1. Experiencing the local area through the eyes of the people who live there
I remember starting at Camden and my boss had set me up with a timetable of meetings with key people I needed to speak to — fellow people on my senior management team, key directors and people on the corporate management team. And then came the two-day corporate induction.
The corporate induction gave a strong flavour of what the council was about. We started with the organisational development team giving an intro into how the two days would work, then we jumped into breakfast with leaders from across the organisation where we could ask questions and then we embarked on not one, but two tours of the borough.
The first was a guided bus tour — as a school trip, without the fights, kids getting lost or someone vomiting up their egg sandwich. We visited all the different neighbourhoods. While I’d already experienced being in a traffic jam in Holborn, perusing Camden Town market or checking out a bar in an old toilet in Kentish Town, the tour gave us a spatial sense of how public services interacted with other key players and landmarks in a neighbourhood. Take for example the Swiss Cottage library which is right next to the leisure centre, a local theatre and the high street. That helps you locate what the literal user journeys might be for residents and what opportunities you could create to get people more involved or use the library as part of a network of community hubs.
We then had a guided walking tour by young people from Catch 22 around Kings Cross. Seeing the Knowledge Quarter through their eyes really rooted us in the challenge for this neighbourhood. On the face of it, Kings Cross looks like a very corporate neighbourhood, with Google & Universal sitting side by side the British Library and the Crick Institute. To get how young people perceive and experience this glass-walled area was so important to understand the whole neighbourhood, not just its glossy veneer. The same goes for neighbourhoods that are famous for the wrong reasons, because of stabbings or high levels of crime. I took that experience with me, as we shaped how we take more of a neighbourhoods approach.
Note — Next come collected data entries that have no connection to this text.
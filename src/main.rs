// Module-specific lints configuration
#![allow(clippy::uninlined_format_args)]

use anyhow::{Context, Result, anyhow};
use clap::{Args, CommandFactory, Parser, Subcommand, ValueEnum};
use clap_complete::{Shell, generate};
use log::{Level, LevelFilter, Log, Metadata, Record, SetLoggerError, info, warn};
use std::fs::File;
use std::io::{BufReader, Write};
use std::path::{Path, PathBuf};

use narrato::app_config::{self, Config, GenerativeProvider};
use narrato::app_controller::{Controller, RunOptions, RunStatus};

/// CLI Wrapper for GenerativeProvider to implement ValueEnum
#[derive(Debug, Clone, ValueEnum)]
enum CliGenerativeProvider {
    Gemini,
    #[value(name = "openai")]
    OpenAI,
    Ollama,
    None,
}

impl From<CliGenerativeProvider> for GenerativeProvider {
    fn from(cli_provider: CliGenerativeProvider) -> Self {
        match cli_provider {
            CliGenerativeProvider::Gemini => GenerativeProvider::Gemini,
            CliGenerativeProvider::OpenAI => GenerativeProvider::OpenAI,
            CliGenerativeProvider::Ollama => GenerativeProvider::Ollama,
            CliGenerativeProvider::None => GenerativeProvider::None,
        }
    }
}

/// CLI Wrapper for LogLevel to implement ValueEnum
#[derive(Debug, Clone, ValueEnum)]
enum CliLogLevel {
    Error,
    Warn,
    Info,
    Debug,
    Trace,
}

impl From<CliLogLevel> for app_config::LogLevel {
    fn from(cli_level: CliLogLevel) -> Self {
        match cli_level {
            CliLogLevel::Error => app_config::LogLevel::Error,
            CliLogLevel::Warn => app_config::LogLevel::Warn,
            CliLogLevel::Info => app_config::LogLevel::Info,
            CliLogLevel::Debug => app_config::LogLevel::Debug,
            CliLogLevel::Trace => app_config::LogLevel::Trace,
        }
    }
}

fn level_filter(level: &app_config::LogLevel) -> LevelFilter {
    match level {
        app_config::LogLevel::Error => LevelFilter::Error,
        app_config::LogLevel::Warn => LevelFilter::Warn,
        app_config::LogLevel::Info => LevelFilter::Info,
        app_config::LogLevel::Debug => LevelFilter::Debug,
        app_config::LogLevel::Trace => LevelFilter::Trace,
    }
}

#[derive(Subcommand, Debug)]
enum Commands {
    /// Narrate a document or every document in a folder (default command)
    Narrate(NarrateArgs),

    /// Test the connection to the configured generative provider
    Check(NarrateArgs),

    /// Generate shell completions for narrato
    Completions {
        /// Shell to generate completions for
        #[arg(value_enum)]
        shell: Shell,
    },
}

#[derive(Args, Debug, Clone)]
struct NarrateArgs {
    /// Input .docx, .pptx or .txt file, or a directory of them
    #[arg(value_name = "INPUT_PATH")]
    input_path: Option<PathBuf>,

    /// Audience to tailor the narration to (Students, Executives, Technical, Layperson or any label)
    #[arg(short, long)]
    audience: Option<String>,

    /// Maximum number of slides to narrate per document
    #[arg(short, long = "max-slides")]
    max_slides: Option<usize>,

    /// Report file (single input) or report directory (folder input)
    #[arg(short, long)]
    output: Option<PathBuf>,

    /// Write one WAV file per slide into this directory
    #[arg(long)]
    audio_dir: Option<PathBuf>,

    /// Generative provider to use
    #[arg(short, long, value_enum)]
    provider: Option<CliGenerativeProvider>,

    /// Model name for the generative provider
    #[arg(long)]
    model: Option<String>,

    /// Configuration file path
    #[arg(short, long, default_value = "conf.json")]
    config_path: String,

    /// Set logging level
    #[arg(short, long, value_enum)]
    log_level: Option<CliLogLevel>,

    /// Run without network providers (offline rewrite, silent audio)
    #[arg(long)]
    offline: bool,

    /// Force overwrite of existing output files
    #[arg(short, long)]
    force_overwrite: bool,
}

/// narrato - audience-tailored narration for documents
///
/// Turns slides and paragraphs into short spoken narrations using a
/// generative provider and a speech provider.
#[derive(Parser, Debug)]
#[command(name = "narrato")]
#[command(version)]
#[command(about = "AI narration for presentations and documents")]
#[command(args_conflicts_with_subcommands = true)]
#[command(long_about = "narrato rewrites each slide or paragraph of a document for an audience and synthesizes it to speech.

EXAMPLES:
    narrato deck.pptx                           # Narrate using default config
    narrato -a Executives -m 3 deck.pptx        # Three slides for executives
    narrato --audio-dir audio/ notes.docx       # Also write one WAV per slide
    narrato --offline talk.txt                  # No credentials needed
    narrato -f /presentations/                  # Whole directory, overwrite reports
    narrato check -p ollama                     # Test the provider connection
    narrato completions bash > narrato.bash     # Generate bash completions

CONFIGURATION:
    Configuration is stored in conf.json by default. If the file doesn't exist,
    a default one is created. GEMINI_API_KEY, OPENAI_API_KEY and DEEPGRAM_API_KEY
    fill keys left empty in the file.

SUPPORTED PROVIDERS:
    gemini - Google Gemini (default: gemini-1.5-flash)
    openai - OpenAI or compatible server (default: gpt-4o-mini)
    ollama - Local Ollama server (default: llama3.2)
    none   - Offline rewrite only")]
struct CommandLineOptions {
    #[command(subcommand)]
    command: Option<Commands>,

    #[command(flatten)]
    narrate: NarrateArgs,
}

// @struct: Custom logger implementation
struct CustomLogger {
    level: LevelFilter,
}

impl CustomLogger {
    // @creates: New logger with specified level
    fn new(level: LevelFilter) -> Self {
        CustomLogger { level }
    }

    // @initializes: Global logger
    fn init(level: LevelFilter) -> Result<(), SetLoggerError> {
        log::set_boxed_logger(Box::new(CustomLogger::new(level)))?;
        log::set_max_level(level);
        Ok(())
    }

    // @returns: ANSI colour and tag for a level
    fn style_for_level(level: Level) -> (&'static str, &'static str) {
        match level {
            Level::Error => ("1;31", "ERROR"),
            Level::Warn => ("1;33", "WARN "),
            Level::Info => ("1;32", "INFO "),
            Level::Debug => ("1;36", "DEBUG"),
            Level::Trace => ("1;35", "TRACE"),
        }
    }
}

impl Log for CustomLogger {
    fn enabled(&self, metadata: &Metadata) -> bool {
        metadata.level() <= self.level
    }

    fn log(&self, record: &Record) {
        if self.enabled(record.metadata()) {
            let now = chrono::Local::now().format("%H:%M:%S.%3f");
            let (colour, tag) = Self::style_for_level(record.level());
            let _ = writeln!(
                std::io::stderr(),
                "\x1B[{}m{} {} {}\x1B[0m",
                colour,
                now,
                tag,
                record.args()
            );
        }
    }

    fn flush(&self) {
        let _ = std::io::stderr().flush();
    }
}

#[tokio::main]
async fn main() -> Result<()> {
    // Most verbose filter the logger accepts; the effective level is set later
    CustomLogger::init(LevelFilter::Trace)?;
    log::set_max_level(LevelFilter::Info);

    let cli = CommandLineOptions::parse();

    match cli.command {
        Some(Commands::Completions { shell }) => {
            let mut cmd = CommandLineOptions::command();
            generate(shell, &mut cmd, "narrato", &mut std::io::stdout());
            Ok(())
        }
        Some(Commands::Narrate(args)) => run_narrate(args).await,
        Some(Commands::Check(args)) => run_check(args).await,
        None => run_narrate(cli.narrate).await,
    }
}

fn load_config(options: &NarrateArgs) -> Result<Config> {
    let config_path = &options.config_path;

    let mut config = if options.offline {
        Config::offline()
    } else if Path::new(config_path).exists() {
        let file = File::open(config_path)
            .with_context(|| format!("Failed to open config file: {}", config_path))?;
        serde_json::from_reader(BufReader::new(file))
            .with_context(|| format!("Failed to parse config file: {}", config_path))?
    } else {
        warn!("Config file not found at '{}', creating default config.", config_path);
        let config = Config::default();
        let config_json = serde_json::to_string_pretty(&config)
            .context("Failed to serialize default config to JSON")?;
        std::fs::write(config_path, config_json)
            .with_context(|| format!("Failed to write default config to file: {}", config_path))?;
        config
    };

    if let Some(provider) = &options.provider {
        config.generation.provider = provider.clone().into();
    }
    if let Some(model) = &options.model {
        config.generation.set_model(model);
    }
    if let Some(audience) = &options.audience {
        config.audience = audience.clone();
    }
    if let Some(max_slides) = options.max_slides {
        config.pipeline.max_segments = max_slides;
    }
    if let Some(log_level) = &options.log_level {
        config.log_level = log_level.clone().into();
    }

    config.apply_env_overrides();
    config.validate().context("Configuration validation failed")?;
    Ok(config)
}

async fn run_check(options: NarrateArgs) -> Result<()> {
    if let Some(cmd_log_level) = &options.log_level {
        log::set_max_level(level_filter(&cmd_log_level.clone().into()));
    }

    let config = load_config(&options)?;
    let controller = Controller::with_config(config)?;
    controller.check_connection().await
}

async fn run_narrate(options: NarrateArgs) -> Result<()> {
    let input_path = options
        .input_path
        .clone()
        .ok_or_else(|| anyhow!("INPUT_PATH is required"))?;

    if let Some(cmd_log_level) = &options.log_level {
        log::set_max_level(level_filter(&cmd_log_level.clone().into()));
    }

    let config = load_config(&options)?;
    log::set_max_level(level_filter(&config.log_level));

    let controller = Controller::with_config(config)?;
    let run_options = RunOptions {
        audio_dir: options.audio_dir.clone(),
        force_overwrite: options.force_overwrite,
        ..controller.default_options()
    };

    if input_path.is_file() {
        match controller
            .run(input_path, options.output.clone(), &run_options)
            .await?
        {
            RunStatus::Completed { output_path, slides } => {
                info!("Success: {} slide(s) in {:?}", slides, output_path)
            }
            RunStatus::Skipped { output_path } => info!("Skipped: {:?}", output_path),
        }
    } else if input_path.is_dir() {
        let summary = controller
            .run_folder(input_path, options.output.clone(), &run_options)
            .await?;
        if summary.errors > 0 {
            return Err(anyhow!("{} document(s) failed", summary.errors));
        }
    } else {
        return Err(anyhow!("Input path does not exist: {:?}", input_path));
    }

    Ok(())
}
2. Induction as a platform for personal development
The two other peoples I remember inductions were very different from each other. At Kent, my induction into management lasted…wait for it…two years! It was a structured leadership development programme that everyone who became a manager had to go on and then got an Institute of Leadership & Management qualification as a result.
The deal was you got dedicated learning & development on different competencies and in return, you had to show how you had applied these competencies on the ground and what you had learnt. At the time, getting evidence for the 60 competencies did feel like a slog, it gave me the disciplined approach I needed to focus my personal development and identify what skills I could consolidate and what I needed to improve.
3. Induction at the heart of the community
At Lambeth what I remember wasn’t the corporate induction, but the local induction I got from the team, where I wasn’t only introduced to people from the council, but more importantly from its local communities, meeting people in the different nooks and crannies (often cafes!) of the borough. What better than going into the basement of a church, a cafe inside a repurposed market or into a shipping container that was due to be turned into a coworking space, to discover the people who would become my allies and partners in crime (not literally!) in bringing to life the cooperative council programme.
What have you found the most helpful from induction processes?
What would you have wished you’d been able to experience during an induction?
How could you improve how you induct new people yourself?